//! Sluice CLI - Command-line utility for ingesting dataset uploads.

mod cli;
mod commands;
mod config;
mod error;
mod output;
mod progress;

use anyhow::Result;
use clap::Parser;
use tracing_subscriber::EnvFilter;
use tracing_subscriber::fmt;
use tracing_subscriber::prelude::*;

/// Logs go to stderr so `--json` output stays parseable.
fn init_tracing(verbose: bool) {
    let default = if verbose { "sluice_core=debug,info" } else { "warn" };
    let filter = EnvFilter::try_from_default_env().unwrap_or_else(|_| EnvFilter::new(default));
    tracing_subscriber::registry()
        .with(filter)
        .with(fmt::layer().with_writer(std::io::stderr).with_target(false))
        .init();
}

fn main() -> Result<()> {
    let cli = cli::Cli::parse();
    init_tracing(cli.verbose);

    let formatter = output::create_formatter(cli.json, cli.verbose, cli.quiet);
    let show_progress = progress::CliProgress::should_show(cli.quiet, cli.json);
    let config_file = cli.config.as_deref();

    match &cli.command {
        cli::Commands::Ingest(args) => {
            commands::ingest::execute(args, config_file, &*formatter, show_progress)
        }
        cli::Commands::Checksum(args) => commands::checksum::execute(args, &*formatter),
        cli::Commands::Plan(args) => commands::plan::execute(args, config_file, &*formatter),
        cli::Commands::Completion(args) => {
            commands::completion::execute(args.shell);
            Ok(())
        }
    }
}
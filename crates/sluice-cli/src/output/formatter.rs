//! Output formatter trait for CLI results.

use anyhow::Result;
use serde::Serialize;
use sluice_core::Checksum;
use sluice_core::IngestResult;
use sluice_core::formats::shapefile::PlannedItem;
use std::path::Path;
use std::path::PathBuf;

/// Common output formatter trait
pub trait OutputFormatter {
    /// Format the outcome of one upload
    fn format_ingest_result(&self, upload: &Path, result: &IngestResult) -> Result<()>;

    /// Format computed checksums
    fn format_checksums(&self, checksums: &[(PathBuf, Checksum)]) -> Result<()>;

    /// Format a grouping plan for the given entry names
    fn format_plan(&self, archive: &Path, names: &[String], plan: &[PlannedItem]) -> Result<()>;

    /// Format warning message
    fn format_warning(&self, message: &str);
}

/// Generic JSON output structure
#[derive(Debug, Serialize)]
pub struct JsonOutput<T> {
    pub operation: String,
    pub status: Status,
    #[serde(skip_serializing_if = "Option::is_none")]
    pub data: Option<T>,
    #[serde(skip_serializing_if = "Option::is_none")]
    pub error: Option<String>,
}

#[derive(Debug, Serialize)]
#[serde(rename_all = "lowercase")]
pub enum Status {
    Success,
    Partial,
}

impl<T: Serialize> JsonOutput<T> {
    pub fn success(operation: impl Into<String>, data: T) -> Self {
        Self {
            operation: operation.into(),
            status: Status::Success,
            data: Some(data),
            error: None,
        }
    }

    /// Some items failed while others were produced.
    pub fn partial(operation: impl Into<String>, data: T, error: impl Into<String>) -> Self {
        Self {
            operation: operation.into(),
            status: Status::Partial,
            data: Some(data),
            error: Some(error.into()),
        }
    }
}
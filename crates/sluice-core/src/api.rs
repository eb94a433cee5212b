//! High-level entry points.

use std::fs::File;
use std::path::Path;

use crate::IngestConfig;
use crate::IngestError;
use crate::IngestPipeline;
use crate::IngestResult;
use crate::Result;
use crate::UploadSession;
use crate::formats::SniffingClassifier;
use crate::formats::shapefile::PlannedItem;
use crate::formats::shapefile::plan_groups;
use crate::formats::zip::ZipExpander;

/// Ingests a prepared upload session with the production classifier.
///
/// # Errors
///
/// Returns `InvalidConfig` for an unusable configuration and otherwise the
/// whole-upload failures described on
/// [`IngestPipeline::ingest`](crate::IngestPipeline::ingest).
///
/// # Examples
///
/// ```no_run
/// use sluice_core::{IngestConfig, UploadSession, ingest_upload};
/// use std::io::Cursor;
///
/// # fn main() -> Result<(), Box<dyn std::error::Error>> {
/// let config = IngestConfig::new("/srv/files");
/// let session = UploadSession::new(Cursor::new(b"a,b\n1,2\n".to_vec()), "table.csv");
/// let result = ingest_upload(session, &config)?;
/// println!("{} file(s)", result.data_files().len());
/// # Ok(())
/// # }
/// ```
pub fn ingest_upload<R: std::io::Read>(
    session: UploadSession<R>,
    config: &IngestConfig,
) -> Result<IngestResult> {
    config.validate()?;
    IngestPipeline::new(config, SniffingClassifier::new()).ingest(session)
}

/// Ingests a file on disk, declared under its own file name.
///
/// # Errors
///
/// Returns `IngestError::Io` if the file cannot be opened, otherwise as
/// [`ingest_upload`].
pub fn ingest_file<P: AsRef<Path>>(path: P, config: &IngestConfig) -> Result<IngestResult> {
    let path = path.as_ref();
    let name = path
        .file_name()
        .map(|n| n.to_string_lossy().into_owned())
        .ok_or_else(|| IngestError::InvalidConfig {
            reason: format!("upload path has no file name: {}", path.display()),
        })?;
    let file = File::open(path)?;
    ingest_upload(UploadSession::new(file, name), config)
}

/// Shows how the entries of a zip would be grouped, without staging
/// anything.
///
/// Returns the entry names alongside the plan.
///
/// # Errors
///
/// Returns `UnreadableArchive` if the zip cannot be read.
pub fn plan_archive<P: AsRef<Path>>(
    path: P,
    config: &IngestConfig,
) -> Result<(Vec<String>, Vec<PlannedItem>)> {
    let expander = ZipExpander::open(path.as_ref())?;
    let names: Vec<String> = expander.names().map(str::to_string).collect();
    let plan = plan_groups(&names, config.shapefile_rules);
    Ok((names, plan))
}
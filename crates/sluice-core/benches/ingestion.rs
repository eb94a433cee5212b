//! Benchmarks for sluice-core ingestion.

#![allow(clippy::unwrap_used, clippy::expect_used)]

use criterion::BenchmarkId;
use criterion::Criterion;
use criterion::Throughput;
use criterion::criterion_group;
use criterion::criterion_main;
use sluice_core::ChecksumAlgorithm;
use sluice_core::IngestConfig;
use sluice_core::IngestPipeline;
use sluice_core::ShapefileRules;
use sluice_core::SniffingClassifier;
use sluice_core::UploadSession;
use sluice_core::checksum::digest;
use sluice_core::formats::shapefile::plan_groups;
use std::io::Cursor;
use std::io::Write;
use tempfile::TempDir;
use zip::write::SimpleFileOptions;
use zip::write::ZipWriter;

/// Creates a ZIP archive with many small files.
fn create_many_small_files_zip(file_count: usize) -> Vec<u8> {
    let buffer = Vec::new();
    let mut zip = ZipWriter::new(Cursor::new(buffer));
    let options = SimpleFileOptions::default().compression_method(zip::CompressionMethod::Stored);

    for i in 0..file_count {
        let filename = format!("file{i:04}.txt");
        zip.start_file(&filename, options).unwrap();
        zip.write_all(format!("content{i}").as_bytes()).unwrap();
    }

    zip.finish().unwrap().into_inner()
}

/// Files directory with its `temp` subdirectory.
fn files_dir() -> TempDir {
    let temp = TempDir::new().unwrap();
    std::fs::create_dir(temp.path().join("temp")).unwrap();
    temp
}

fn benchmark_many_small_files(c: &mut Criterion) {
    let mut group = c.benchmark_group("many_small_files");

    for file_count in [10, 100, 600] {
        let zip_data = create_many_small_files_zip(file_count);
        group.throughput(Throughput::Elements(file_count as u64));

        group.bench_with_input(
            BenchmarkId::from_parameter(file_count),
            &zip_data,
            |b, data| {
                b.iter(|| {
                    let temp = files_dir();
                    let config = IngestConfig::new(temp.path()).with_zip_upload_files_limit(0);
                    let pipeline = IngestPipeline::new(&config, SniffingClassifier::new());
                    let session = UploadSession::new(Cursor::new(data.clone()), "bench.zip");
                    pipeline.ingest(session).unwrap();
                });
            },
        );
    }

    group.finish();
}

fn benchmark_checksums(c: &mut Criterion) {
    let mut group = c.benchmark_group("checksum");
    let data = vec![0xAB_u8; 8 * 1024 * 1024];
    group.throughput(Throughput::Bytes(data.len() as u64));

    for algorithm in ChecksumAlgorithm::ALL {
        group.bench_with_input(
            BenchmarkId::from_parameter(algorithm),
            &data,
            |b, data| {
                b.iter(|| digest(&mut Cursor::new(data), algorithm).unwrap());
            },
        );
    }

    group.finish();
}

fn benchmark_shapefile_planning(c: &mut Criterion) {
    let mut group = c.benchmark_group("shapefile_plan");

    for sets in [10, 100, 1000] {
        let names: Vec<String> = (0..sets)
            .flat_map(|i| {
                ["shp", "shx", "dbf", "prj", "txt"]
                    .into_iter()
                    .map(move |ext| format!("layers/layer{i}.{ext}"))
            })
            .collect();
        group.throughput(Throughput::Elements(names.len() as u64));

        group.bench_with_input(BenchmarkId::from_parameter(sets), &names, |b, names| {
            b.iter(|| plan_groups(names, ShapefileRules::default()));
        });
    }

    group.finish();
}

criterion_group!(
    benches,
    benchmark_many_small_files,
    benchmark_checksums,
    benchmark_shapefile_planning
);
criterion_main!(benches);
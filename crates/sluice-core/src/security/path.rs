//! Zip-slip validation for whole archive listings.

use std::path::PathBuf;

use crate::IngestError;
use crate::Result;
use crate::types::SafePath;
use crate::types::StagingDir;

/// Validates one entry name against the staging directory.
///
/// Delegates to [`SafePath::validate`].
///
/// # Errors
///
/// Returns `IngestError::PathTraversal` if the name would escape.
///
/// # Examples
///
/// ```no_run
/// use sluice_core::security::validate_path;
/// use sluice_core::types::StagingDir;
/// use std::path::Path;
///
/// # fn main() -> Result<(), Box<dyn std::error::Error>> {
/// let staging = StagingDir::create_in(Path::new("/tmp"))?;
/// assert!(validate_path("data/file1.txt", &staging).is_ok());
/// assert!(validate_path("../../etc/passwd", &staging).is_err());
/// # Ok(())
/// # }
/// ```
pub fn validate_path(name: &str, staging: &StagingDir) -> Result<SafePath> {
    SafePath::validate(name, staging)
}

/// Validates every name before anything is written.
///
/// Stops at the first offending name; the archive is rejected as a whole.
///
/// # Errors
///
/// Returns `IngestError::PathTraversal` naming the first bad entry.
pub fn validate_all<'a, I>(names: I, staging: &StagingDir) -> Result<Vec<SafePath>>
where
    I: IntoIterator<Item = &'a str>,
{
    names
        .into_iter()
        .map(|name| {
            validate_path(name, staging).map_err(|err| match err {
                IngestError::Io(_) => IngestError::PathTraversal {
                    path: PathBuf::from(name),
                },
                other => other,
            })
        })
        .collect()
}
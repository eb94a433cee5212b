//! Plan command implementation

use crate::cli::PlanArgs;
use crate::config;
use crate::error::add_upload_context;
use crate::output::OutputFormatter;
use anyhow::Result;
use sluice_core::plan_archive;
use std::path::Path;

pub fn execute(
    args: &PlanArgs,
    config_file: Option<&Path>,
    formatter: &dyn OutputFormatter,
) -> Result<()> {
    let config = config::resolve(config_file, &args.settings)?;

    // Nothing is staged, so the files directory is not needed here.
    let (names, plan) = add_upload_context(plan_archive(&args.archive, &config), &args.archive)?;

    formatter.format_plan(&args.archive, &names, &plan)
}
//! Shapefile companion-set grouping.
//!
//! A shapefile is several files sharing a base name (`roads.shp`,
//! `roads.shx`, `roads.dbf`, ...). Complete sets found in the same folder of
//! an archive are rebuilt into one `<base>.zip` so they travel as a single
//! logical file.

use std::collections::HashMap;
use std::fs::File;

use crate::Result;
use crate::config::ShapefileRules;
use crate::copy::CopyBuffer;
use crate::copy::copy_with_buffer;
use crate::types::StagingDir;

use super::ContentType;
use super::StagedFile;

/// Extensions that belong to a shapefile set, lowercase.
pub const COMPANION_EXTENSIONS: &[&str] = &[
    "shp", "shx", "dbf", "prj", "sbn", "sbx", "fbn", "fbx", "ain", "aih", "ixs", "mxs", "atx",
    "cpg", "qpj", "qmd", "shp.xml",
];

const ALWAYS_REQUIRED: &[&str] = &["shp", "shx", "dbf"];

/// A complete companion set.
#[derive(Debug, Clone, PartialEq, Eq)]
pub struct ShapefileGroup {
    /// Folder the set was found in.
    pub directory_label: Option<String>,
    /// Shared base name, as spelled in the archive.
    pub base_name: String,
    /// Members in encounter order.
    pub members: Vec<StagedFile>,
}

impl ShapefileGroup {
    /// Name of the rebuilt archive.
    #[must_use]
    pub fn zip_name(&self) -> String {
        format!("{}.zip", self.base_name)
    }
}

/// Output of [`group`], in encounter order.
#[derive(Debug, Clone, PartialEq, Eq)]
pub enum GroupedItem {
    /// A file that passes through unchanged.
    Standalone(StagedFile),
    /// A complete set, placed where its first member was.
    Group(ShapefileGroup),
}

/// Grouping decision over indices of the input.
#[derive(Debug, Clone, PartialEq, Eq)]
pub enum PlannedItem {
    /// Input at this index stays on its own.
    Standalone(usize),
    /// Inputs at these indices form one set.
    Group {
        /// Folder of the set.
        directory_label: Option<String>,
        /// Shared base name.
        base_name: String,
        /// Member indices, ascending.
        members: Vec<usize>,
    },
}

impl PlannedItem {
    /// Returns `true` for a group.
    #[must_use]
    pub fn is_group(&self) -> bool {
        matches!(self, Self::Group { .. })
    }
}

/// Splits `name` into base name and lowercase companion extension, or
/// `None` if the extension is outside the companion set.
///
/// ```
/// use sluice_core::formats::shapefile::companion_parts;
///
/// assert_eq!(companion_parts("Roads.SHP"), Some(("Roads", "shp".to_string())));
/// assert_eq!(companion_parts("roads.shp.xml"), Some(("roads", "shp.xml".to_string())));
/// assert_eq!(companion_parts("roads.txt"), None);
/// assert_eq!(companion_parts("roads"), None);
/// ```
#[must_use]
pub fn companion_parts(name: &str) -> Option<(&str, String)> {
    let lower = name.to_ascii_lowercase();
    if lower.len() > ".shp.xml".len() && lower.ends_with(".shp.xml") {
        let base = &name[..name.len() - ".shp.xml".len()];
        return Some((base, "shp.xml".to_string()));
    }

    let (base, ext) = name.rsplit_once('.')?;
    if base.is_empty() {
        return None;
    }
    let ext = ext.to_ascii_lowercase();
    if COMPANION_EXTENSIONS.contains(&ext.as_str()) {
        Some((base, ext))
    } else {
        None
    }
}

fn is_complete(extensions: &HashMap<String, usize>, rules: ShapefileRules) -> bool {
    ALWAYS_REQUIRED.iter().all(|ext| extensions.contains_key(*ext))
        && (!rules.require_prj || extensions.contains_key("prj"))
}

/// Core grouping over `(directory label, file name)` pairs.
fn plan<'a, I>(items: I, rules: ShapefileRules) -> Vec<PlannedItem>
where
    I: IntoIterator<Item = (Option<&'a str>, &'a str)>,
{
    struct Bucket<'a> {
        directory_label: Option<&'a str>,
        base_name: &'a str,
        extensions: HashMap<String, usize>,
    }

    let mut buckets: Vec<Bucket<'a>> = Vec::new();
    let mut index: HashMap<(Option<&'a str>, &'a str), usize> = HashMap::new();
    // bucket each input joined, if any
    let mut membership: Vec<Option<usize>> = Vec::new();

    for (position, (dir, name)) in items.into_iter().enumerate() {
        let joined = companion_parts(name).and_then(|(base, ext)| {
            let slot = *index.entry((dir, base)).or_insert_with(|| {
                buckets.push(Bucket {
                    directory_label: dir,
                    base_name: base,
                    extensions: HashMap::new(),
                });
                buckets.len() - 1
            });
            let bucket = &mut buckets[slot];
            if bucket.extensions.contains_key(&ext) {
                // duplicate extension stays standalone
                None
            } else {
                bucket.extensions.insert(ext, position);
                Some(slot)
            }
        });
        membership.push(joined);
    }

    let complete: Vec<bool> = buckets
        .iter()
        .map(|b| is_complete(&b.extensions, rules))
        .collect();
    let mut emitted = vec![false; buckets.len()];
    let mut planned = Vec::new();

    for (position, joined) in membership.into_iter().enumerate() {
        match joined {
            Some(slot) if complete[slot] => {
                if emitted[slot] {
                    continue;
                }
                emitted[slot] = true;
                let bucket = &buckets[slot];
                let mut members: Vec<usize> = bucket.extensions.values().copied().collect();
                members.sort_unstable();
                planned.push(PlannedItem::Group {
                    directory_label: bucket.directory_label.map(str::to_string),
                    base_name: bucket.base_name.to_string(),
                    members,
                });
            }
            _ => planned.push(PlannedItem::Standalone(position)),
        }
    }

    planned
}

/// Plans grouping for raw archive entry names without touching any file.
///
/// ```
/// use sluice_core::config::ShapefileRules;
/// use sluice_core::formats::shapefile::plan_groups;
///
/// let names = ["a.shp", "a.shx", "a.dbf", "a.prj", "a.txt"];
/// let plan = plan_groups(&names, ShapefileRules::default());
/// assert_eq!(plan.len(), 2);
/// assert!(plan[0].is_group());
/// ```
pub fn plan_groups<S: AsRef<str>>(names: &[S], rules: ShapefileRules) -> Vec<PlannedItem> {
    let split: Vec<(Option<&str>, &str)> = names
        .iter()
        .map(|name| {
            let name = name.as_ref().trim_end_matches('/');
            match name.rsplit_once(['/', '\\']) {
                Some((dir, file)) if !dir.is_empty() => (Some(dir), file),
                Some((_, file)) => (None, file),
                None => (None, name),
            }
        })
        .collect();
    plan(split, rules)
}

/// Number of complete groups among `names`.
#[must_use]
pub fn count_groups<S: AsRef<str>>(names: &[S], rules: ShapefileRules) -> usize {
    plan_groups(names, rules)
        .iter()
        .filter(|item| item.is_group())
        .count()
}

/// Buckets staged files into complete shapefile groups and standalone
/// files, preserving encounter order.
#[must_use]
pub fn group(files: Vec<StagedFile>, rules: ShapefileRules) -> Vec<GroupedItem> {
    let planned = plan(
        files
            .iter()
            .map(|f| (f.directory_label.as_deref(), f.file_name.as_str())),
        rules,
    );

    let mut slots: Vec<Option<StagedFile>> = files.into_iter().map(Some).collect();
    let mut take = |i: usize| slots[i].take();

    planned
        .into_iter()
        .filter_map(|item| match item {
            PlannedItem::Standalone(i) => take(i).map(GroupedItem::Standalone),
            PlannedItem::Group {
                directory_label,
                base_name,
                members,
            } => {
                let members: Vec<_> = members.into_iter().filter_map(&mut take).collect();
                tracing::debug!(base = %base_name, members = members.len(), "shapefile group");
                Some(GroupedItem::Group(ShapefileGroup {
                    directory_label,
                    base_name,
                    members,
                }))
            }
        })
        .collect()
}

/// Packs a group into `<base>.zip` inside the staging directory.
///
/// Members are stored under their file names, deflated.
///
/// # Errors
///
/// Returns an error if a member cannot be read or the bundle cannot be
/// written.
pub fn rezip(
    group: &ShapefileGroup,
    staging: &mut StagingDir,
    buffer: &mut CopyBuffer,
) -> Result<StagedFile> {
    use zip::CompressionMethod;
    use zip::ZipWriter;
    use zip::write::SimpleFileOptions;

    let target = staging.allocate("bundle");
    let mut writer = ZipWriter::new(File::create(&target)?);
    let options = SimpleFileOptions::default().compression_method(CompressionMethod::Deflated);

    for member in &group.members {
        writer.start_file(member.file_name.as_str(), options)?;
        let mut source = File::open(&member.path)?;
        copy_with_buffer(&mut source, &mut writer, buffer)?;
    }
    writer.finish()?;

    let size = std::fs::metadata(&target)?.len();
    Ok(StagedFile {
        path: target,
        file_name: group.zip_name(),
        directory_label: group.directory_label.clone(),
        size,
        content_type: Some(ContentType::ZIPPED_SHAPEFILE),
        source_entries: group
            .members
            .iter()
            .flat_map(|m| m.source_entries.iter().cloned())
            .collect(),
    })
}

━━━━━━

Every line above that holds the string "Status" counts once; give the total and nothing more.

▶ _Task solution_
4